Scan the data beneath this task and copy each line that includes "snapshot".
┌─ Input
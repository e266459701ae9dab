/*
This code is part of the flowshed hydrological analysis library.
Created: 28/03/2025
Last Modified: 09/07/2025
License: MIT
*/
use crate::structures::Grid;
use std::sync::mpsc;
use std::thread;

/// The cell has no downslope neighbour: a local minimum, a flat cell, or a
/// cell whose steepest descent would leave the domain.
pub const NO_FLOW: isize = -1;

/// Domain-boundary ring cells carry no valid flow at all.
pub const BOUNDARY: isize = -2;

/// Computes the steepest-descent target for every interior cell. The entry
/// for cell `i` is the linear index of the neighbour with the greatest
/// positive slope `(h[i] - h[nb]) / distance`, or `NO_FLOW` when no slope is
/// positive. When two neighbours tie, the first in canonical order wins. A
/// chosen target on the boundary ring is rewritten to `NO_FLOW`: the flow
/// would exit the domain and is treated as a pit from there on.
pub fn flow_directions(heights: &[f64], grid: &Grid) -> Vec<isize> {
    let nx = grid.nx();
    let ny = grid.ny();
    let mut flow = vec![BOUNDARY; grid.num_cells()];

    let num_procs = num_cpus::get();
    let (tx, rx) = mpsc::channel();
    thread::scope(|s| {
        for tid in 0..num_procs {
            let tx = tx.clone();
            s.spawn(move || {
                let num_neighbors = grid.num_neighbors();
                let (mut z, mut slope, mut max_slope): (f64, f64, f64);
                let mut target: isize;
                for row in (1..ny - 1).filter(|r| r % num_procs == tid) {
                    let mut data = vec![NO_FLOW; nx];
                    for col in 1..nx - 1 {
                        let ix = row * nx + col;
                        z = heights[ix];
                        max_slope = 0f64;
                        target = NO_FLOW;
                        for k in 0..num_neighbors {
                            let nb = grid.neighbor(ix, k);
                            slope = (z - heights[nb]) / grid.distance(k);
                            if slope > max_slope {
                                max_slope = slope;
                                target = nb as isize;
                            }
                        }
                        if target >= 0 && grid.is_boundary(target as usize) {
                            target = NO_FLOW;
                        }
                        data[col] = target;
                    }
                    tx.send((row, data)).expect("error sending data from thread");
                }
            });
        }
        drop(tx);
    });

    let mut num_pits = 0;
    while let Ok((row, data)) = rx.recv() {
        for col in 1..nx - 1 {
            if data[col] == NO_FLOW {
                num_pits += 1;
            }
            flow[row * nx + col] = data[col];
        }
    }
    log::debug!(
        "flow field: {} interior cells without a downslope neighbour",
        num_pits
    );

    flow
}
└─
┌─ Input
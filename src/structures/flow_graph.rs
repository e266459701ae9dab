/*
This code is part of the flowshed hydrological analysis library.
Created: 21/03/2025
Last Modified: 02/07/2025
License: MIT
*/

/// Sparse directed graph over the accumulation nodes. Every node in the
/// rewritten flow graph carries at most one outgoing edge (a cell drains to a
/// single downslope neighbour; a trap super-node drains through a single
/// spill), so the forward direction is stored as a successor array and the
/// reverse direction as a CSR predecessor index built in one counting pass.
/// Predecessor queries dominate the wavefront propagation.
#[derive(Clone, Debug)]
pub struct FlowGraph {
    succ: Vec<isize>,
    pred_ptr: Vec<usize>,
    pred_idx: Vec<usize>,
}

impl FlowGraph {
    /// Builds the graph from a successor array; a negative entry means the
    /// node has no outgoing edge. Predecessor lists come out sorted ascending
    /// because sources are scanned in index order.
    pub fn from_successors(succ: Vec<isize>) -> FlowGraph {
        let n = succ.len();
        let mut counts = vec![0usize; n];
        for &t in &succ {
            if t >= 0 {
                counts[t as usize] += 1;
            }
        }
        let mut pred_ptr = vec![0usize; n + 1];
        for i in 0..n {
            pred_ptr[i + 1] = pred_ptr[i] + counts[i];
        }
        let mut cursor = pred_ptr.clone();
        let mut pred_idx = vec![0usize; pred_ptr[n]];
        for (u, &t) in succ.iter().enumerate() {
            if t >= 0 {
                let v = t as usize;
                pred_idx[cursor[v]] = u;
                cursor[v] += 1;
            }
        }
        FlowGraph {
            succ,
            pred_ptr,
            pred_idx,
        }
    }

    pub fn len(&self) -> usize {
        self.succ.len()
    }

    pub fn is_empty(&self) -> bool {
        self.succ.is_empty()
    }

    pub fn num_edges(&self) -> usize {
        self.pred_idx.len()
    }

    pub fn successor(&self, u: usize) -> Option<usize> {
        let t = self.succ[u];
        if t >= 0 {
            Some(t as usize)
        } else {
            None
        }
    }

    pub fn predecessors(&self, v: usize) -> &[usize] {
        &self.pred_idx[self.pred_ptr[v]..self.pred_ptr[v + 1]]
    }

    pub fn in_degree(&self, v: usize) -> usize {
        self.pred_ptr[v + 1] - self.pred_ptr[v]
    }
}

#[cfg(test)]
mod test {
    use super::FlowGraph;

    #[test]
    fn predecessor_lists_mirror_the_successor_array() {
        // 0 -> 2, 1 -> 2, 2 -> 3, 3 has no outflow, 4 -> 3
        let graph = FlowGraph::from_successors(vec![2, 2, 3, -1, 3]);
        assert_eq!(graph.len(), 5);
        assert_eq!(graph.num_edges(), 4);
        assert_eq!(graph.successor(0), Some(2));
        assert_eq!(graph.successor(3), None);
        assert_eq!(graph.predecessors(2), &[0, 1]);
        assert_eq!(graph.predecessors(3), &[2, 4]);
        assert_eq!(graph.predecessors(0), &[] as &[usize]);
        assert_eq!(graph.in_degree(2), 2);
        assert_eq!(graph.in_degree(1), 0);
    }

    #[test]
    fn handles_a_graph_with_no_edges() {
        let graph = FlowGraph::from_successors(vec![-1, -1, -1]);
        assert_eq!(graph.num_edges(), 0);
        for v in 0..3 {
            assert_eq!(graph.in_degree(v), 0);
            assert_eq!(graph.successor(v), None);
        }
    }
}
└─
┌─ Input
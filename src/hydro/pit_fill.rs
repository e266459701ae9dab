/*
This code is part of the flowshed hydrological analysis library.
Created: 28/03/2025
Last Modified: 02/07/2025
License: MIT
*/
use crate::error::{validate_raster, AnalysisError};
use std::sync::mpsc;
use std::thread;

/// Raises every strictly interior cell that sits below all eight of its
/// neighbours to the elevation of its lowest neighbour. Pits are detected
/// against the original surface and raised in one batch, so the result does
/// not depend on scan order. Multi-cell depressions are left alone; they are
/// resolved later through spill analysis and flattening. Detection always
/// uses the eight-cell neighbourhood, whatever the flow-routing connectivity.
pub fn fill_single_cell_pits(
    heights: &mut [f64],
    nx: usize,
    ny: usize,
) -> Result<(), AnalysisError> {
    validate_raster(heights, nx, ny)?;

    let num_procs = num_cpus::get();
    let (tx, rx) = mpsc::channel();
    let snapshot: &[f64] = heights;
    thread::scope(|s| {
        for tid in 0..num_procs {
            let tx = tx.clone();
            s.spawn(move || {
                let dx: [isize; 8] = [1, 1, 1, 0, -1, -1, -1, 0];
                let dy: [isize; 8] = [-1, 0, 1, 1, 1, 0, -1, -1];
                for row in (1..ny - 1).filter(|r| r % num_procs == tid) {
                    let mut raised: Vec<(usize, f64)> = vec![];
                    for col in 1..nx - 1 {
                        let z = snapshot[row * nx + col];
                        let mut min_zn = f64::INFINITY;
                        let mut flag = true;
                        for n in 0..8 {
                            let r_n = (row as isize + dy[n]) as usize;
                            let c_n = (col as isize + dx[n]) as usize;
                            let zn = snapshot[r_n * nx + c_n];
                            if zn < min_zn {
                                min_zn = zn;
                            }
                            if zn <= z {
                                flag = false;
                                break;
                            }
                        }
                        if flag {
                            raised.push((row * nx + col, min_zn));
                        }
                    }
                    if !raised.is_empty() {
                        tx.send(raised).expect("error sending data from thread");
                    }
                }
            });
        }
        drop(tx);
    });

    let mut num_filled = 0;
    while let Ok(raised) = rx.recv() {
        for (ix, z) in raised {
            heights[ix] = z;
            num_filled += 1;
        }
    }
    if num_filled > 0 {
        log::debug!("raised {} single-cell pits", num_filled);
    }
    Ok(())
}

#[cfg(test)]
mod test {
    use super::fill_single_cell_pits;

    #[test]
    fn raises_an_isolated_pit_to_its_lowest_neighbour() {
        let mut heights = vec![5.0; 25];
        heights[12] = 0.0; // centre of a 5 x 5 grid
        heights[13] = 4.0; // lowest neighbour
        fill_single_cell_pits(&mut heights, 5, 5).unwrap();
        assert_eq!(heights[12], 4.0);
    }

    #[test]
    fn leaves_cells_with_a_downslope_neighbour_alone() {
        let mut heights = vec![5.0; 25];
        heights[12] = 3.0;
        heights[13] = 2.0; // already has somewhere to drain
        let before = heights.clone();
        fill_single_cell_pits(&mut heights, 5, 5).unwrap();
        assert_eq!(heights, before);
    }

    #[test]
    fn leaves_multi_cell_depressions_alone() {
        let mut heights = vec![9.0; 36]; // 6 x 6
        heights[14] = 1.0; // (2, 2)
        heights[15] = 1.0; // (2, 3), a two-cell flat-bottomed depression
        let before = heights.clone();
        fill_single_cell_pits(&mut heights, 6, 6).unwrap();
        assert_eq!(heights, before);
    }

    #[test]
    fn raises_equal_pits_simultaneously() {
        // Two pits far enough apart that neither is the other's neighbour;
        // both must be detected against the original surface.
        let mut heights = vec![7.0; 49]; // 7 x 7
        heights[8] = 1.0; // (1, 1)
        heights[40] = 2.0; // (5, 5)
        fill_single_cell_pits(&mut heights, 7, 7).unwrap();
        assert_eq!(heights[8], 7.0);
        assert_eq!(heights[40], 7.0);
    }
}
└─
*Answer to the exercise*
    let snapshot: &[f64] = heights;
                        let z = snapshot[row * nx + col];
                            let zn = snapshot[r_n * nx + c_n];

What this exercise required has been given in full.